Health officials confirm Washington's first case of COVID-19 variant from the UK

Jan 25 2021, 7:31 pm

Washington health officials have confirmed that the first cases of the COVID-19 variant from the UK have been detected in the state.

In a news release, the Washington State Department of Health (DOH), the Snohomish Health District, and the UW Medicine Virology Lab, announced the B.1.1.7 variant of COVID-19 had been found in testing samples in Snohomish County.

“We thought this variant of concern was here, and now we know it’s here. It was a huge team effort by the UW Medicine Virology Lab and required [the] development of several new rapid tests to detect and confirm it,” said Dr. Alex Greninger, Assistant Professor of the Clinical Virology Lab at UW Medicine, in a news release.

Although these are the first detected B.1.1.7 variants in the state, it is likely that other cases exist and will come to light through ongoing surveillance.

“Containment protocols are no different for B.1.1.7 variants than they are for all other cases of COVID-19. Follow-up investigation is underway to learn more about these cases and the individuals who tested positive for this strain,” said Dr. Chris Spitters, Health Officer for the Snohomish Health District.

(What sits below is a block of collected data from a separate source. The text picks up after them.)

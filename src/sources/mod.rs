//! Snapshot source variants and series dispatch
//!
//! Two variants implement [`SnapshotSource`]:
//! - [`HttpTimingSource`] downloads a server-rendered page
//! - [`BrowserTimingSource`] renders a JavaScript page in headless Chromium
//!
//! Which one an event gets is decided once, when its session starts, by
//! looking up the event's series in a closed table ([`SourceKind::for_series`]).

mod browser;
mod http;
mod table;

pub use browser::BrowserTimingSource;
pub use http::HttpTimingSource;
pub use table::{TableLayout, TableParser};

use std::fmt;
use std::time::Duration;

use tracing::debug;

use crate::Result;
use crate::source::SnapshotSource;
use crate::types::{ScheduledEvent, Series};

/// User-Agent sent when none is configured.
pub const DEFAULT_USER_AGENT: &str =
    "Mozilla/5.0 (X11; Linux x86_64) AppleWebKit/537.36 (KHTML, like Gecko) Chrome/130.0 Safari/537.36";

/// Browser executable used when none is configured.
pub const DEFAULT_BROWSER_BINARY: &str = "chromium";

/// The closed set of source variants.
#[derive(Debug, Clone, Copy, PartialEq, Eq, Hash)]
pub enum SourceKind {
    HttpFetch,
    HeadlessBrowser,
}

impl SourceKind {
    /// Variant used for a series' timing page.
    pub fn for_series(series: Series) -> Self {
        match series {
            Series::Wec => SourceKind::HttpFetch,
            Series::Imsa => SourceKind::HeadlessBrowser,
        }
    }
}

impl fmt::Display for SourceKind {
    fn fmt(&self, f: &mut fmt::Formatter<'_>) -> fmt::Result {
        match self {
            SourceKind::HttpFetch => f.write_str("http"),
            SourceKind::HeadlessBrowser => f.write_str("browser"),
        }
    }
}

/// Settings shared by every source a factory builds.
#[derive(Debug, Clone, PartialEq, Eq)]
pub struct SourceSettings {
    /// Bound on one fetch or render
    pub fetch_timeout: Duration,
    pub user_agent: String,
    pub browser_binary: String,
    /// Arguments placed before the browser flags
    pub browser_args: Vec<String>,
}

impl Default for SourceSettings {
    fn default() -> Self {
        Self {
            fetch_timeout: Duration::from_secs(10),
            user_agent: DEFAULT_USER_AGENT.to_string(),
            browser_binary: DEFAULT_BROWSER_BINARY.to_string(),
            browser_args: Vec::new(),
        }
    }
}

/// Builds the snapshot source for an event.
pub trait SourceFactory: Send + Sync + 'static {
    fn create(&self, event: &ScheduledEvent) -> Result<Box<dyn SnapshotSource>>;
}

/// Factory that picks the variant from the event's series.
#[derive(Debug, Clone, Default)]
pub struct SeriesSourceFactory {
    settings: SourceSettings,
}

impl SeriesSourceFactory {
    pub fn new(settings: SourceSettings) -> Self {
        Self { settings }
    }

    pub fn settings(&self) -> &SourceSettings {
        &self.settings
    }
}

impl SourceFactory for SeriesSourceFactory {
    fn create(&self, event: &ScheduledEvent) -> Result<Box<dyn SnapshotSource>> {
        let parser = TableParser::for_series(event.series)?;
        let kind = SourceKind::for_series(event.series);
        let settings = &self.settings;
        debug!(event = %event.name, series = %event.series, %kind, "Creating snapshot source");

        Ok(match kind {
            SourceKind::HttpFetch => Box::new(HttpTimingSource::new(
                &event.source_endpoint,
                parser,
                settings.fetch_timeout,
                &settings.user_agent,
            )),
            SourceKind::HeadlessBrowser => Box::new(
                BrowserTimingSource::new(
                    &event.source_endpoint,
                    parser,
                    settings.fetch_timeout,
                    &settings.user_agent,
                    &settings.browser_binary,
                )
                .with_launcher_args(settings.browser_args.clone()),
            ),
        })
    }
}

According to the Centers for Disease Control and Prevention (CDC), there is no conclusive evidence that the new strain causes more severe illness or an increased risk of death. The CDC has estimated that the new strain will become the dominant strain in the US within a few months. Data provided by the CDC also shows that, through January 22, there were 195 detections of this variant in 22 states.

The Washington State Department of Health is reminding the public to keep the community safe by continuing to follow these guidelines:

  • Wear a mask, even with people you see regularly and in your smallest social circles;
  • Keep gatherings outside whenever possible;
  • Avoid any social gatherings indoors, but if participating, wearing a mask and ensuring windows and doors are open to maximize ventilation;
  • Wear a mask while in the car with other people, including with family who do not live in your household;
  • Wash hands often, not touching your face, and carrying hand sanitizer for use when water and soap are not available;
  • Stay home if you are sick or if you have been exposed to COVID-19;
  • Get tested for COVID-19 if you have symptoms or were exposed to someone who tested positive.